• [About this task]:
Nothing in the records should differ when they are repeated. Restate them word for word.

Collected data entries
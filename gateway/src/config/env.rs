//! Environment variable access helpers.

use std::env;
use std::str::FromStr;

/// Read a variable, treating unset, empty and whitespace-only values as absent.
pub fn env_var(name: &str) -> Option<String> {
    env::var(name)
        .ok()
        .map(|v| v.trim().to_string())
        .filter(|v| !v.is_empty())
}

/// Read and parse a variable. Present but unparsable values are an error.
pub fn parse_env<T>(name: &str) -> Result<Option<T>, String>
where
    T: FromStr,
    T::Err: std::fmt::Display,
{
    match env_var(name) {
        Some(raw) => raw
            .parse::<T>()
            .map(Some)
            .map_err(|e| format!("Invalid value for {name} ('{raw}'): {e}")),
        None => Ok(None),
    }
}
//! Base types for the realtime conversational-audio leg.
//!
//! This module defines the error taxonomy and the provider-agnostic
//! configuration used to negotiate a realtime session for one call.
//!
//! # Audio Format
//!
//! Telephony media streams carry G.711 u-law at 8kHz, so the default
//! audio format for both directions is `g711_ulaw`. Payloads are passed
//! through untouched; no transcoding happens on this leg.

use std::fmt;

use serde::{Deserialize, Serialize};
use thiserror::Error;
use zeroize::Zeroizing;

/// Placeholder printed instead of secrets.
pub(crate) const REDACTED: &str = "[REDACTED]";

// =============================================================================
// Error Types
// =============================================================================

/// Errors that can occur on the realtime voice-service leg.
#[derive(Debug, Error)]
pub enum RealtimeError {
    /// Connection to the provider failed
    #[error("Connection failed: {0}")]
    ConnectionFailed(String),

    /// Authentication failed
    #[error("Authentication failed: {0}")]
    AuthenticationFailed(String),

    /// Invalid configuration
    #[error("Invalid configuration: {0}")]
    InvalidConfiguration(String),

    /// Serialization error
    #[error("Serialization error: {0}")]
    SerializationError(String),

    /// Session negotiation failed before the call was established
    #[error("Session negotiation failed: {0}")]
    NegotiationFailed(String),
}

impl From<serde_json::Error> for RealtimeError {
    fn from(e: serde_json::Error) -> Self {
        RealtimeError::SerializationError(e.to_string())
    }
}

/// Result type for realtime operations.
pub type RealtimeResult<T> = Result<T, RealtimeError>;

// =============================================================================
// Configuration Types
// =============================================================================

/// Base configuration for the realtime provider.
///
/// Built once at startup from [`crate::config::ServerConfig`] and shared by
/// every call. Nothing in the relay looks configuration up globally. The API
/// key is wiped from memory on drop and never printed by `Debug`.
#[derive(Clone)]
pub struct RealtimeConfig {
    /// API key for authentication
    pub api_key: Zeroizing<String>,

    /// Base WebSocket URL of the realtime endpoint (model is appended)
    pub url: String,

    /// Model to use (e.g., "gpt-4o-realtime-preview-2024-10-01")
    pub model: String,

    /// Voice ID for speech output
    pub voice: Option<String>,

    /// System instructions for the assistant
    pub instructions: Option<String>,

    /// Temperature for response generation
    pub temperature: Option<f32>,

    /// Audio format used for both input and output
    pub audio_format: Option<String>,

    /// Turn detection configuration
    pub turn_detection: TurnDetectionConfig,

    /// Response modalities (text, audio, or both)
    pub modalities: Option<Vec<String>>,
}

impl fmt::Debug for RealtimeConfig {
    fn fmt(&self, f: &mut fmt::Formatter<'_>) -> fmt::Result {
        f.debug_struct("RealtimeConfig")
            .field("api_key", &REDACTED)
            .field("url", &self.url)
            .field("model", &self.model)
            .field("voice", &self.voice)
            .field("instructions", &self.instructions)
            .field("temperature", &self.temperature)
            .field("audio_format", &self.audio_format)
            .field("turn_detection", &self.turn_detection)
            .field("modalities", &self.modalities)
            .finish()
    }
}

impl Default for RealtimeConfig {
    fn default() -> Self {
        Self {
            api_key: Zeroizing::new(String::new()),
            url: super::openai::OPENAI_REALTIME_URL.to_string(),
            model: String::new(),
            voice: None,
            instructions: None,
            temperature: None,
            audio_format: None,
            turn_detection: TurnDetectionConfig::default(),
            modalities: None,
        }
    }
}

/// Configuration for server-side turn detection (VAD).
#[derive(Debug, Clone, PartialEq, Serialize, Deserialize)]
pub struct TurnDetectionConfig {
    /// Activation threshold (0.0 to 1.0); lower values trigger on quieter speech
    pub threshold: f32,
    /// Amount of audio to include before voice detection (ms)
    #[serde(default)]
    pub prefix_padding_ms: Option<u32>,
    /// Trailing silence before the turn is considered finished (ms)
    pub silence_duration_ms: u32,
    /// Automatically create a response when the caller's turn ends
    pub create_response: bool,
    /// Let the service interrupt its own output when the caller starts talking
    pub interrupt_response: bool,
}

impl Default for TurnDetectionConfig {
    fn default() -> Self {
        Self {
            threshold: 0.3,
            prefix_padding_ms: None,
            silence_duration_ms: 500,
            create_response: true,
            interrupt_response: true,
        }
    }
}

• [Written response]:
filename gateway/src/config/env.rs
//! Environment variable access helpers.

use std::env;
use std::str::FromStr;

/// Read a variable, treating unset, empty and whitespace-only values as absent.
pub fn env_var(name: &str) -> Option<String> {
    env::var(name)
        .ok()
        .map(|v| v.trim().to_string())
        .filter(|v| !v.is_empty())
}

/// Read and parse a variable. Present but unparsable values are an error.
pub fn parse_env<T>(name: &str) -> Result<Option<T>, String>
where
    T: FromStr,
    T::Err: std::fmt::Display,
{
    match env_var(name) {
        Some(raw) => raw
            .parse::<T>()
            .map(Some)
            .map_err(|e| format!("Invalid value for {name} ('{raw}'): {e}")),
        None => Ok(None),
    }
}
//! Base types for the realtime conversational-audio leg.
//!
//! This module defines the error taxonomy and the provider-agnostic
//! configuration used to negotiate a realtime session for one call.
//!
//! # Audio Format
//!
//! Telephony media streams carry G.711 u-law at 8kHz, so the default
//! audio format for both directions is `g711_ulaw`. Payloads are passed
//! through untouched; no transcoding happens on this leg.

use std::fmt;

use serde::{Deserialize, Serialize};
use thiserror::Error;
use zeroize::Zeroizing;

/// Placeholder printed instead of secrets.
pub(crate) const REDACTED: &str = "[REDACTED]";

// =============================================================================
// Error Types
// =============================================================================

/// Errors that can occur on the realtime voice-service leg.
#[derive(Debug, Error)]
pub enum RealtimeError {
    /// Connection to the provider failed
    #[error("Connection failed: {0}")]
    ConnectionFailed(String),

    /// Authentication failed
    #[error("Authentication failed: {0}")]
    AuthenticationFailed(String),

    /// Invalid configuration
    #[error("Invalid configuration: {0}")]
    InvalidConfiguration(String),

    /// Serialization error
    #[error("Serialization error: {0}")]
    SerializationError(String),

    /// Session negotiation failed before the call was established
    #[error("Session negotiation failed: {0}")]
    NegotiationFailed(String),
}

impl From<serde_json::Error> for RealtimeError {
    fn from(e: serde_json::Error) -> Self {
        RealtimeError::SerializationError(e.to_string())
    }
}

/// Result type for realtime operations.
pub type RealtimeResult<T> = Result<T, RealtimeError>;

// =============================================================================
// Configuration Types
// =============================================================================

/// Base configuration for the realtime provider.
///
/// Built once at startup from [`crate::config::ServerConfig`] and shared by
/// every call. Nothing in the relay looks configuration up globally. The API
/// key is wiped from memory on drop and never printed by `Debug`.
#[derive(Clone)]
pub struct RealtimeConfig {
    /// API key for authentication
    pub api_key: Zeroizing<String>,

    /// Base WebSocket URL of the realtime endpoint (model is appended)
    pub url: String,

    /// Model to use (e.g., "gpt-4o-realtime-preview-2024-10-01")
    pub model: String,

    /// Voice ID for speech output
    pub voice: Option<String>,

    /// System instructions for the assistant
    pub instructions: Option<String>,

    /// Temperature for response generation
    pub temperature: Option<f32>,

    /// Audio format used for both input and output
    pub audio_format: Option<String>,

    /// Turn detection configuration
    pub turn_detection: TurnDetectionConfig,

    /// Response modalities (text, audio, or both)
    pub modalities: Option<Vec<String>>,
}

impl fmt::Debug for RealtimeConfig {
    fn fmt(&self, f: &mut fmt::Formatter<'_>) -> fmt::Result {
        f.debug_struct("RealtimeConfig")
            .field("api_key", &REDACTED)
            .field("url", &self.url)
            .field("model", &self.model)
            .field("voice", &self.voice)
            .field("instructions", &self.instructions)
            .field("temperature", &self.temperature)
            .field("audio_format", &self.audio_format)
            .field("turn_detection", &self.turn_detection)
            .field("modalities", &self.modalities)
            .finish()
    }
}

impl Default for RealtimeConfig {
    fn default() -> Self {
        Self {
            api_key: Zeroizing::new(String::new()),
            url: super::openai::OPENAI_REALTIME_URL.to_string(),
            model: String::new(),
            voice: None,
            instructions: None,
            temperature: None,
            audio_format: None,
            turn_detection: TurnDetectionConfig::default(),
            modalities: None,
        }
    }
}

/// Configuration for server-side turn detection (VAD).
#[derive(Debug, Clone, PartialEq, Serialize, Deserialize)]
pub struct TurnDetectionConfig {
    /// Activation threshold (0.0 to 1.0); lower values trigger on quieter speech
    pub threshold: f32,
    /// Amount of audio to include before voice detection (ms)
    #[serde(default)]
    pub prefix_padding_ms: Option<u32>,
    /// Trailing silence before the turn is considered finished (ms)
    pub silence_duration_ms: u32,
    /// Automatically create a response when the caller's turn ends
    pub create_response: bool,
    /// Let the service interrupt its own output when the caller starts talking
    pub interrupt_response: bool,
}

impl Default for TurnDetectionConfig {
    fn default() -> Self {
        Self {
            threshold: 0.3,
            prefix_padding_ms: None,
            silence_duration_ms: 500,
            create_response: true,
            interrupt_response: true,
        }
    }
}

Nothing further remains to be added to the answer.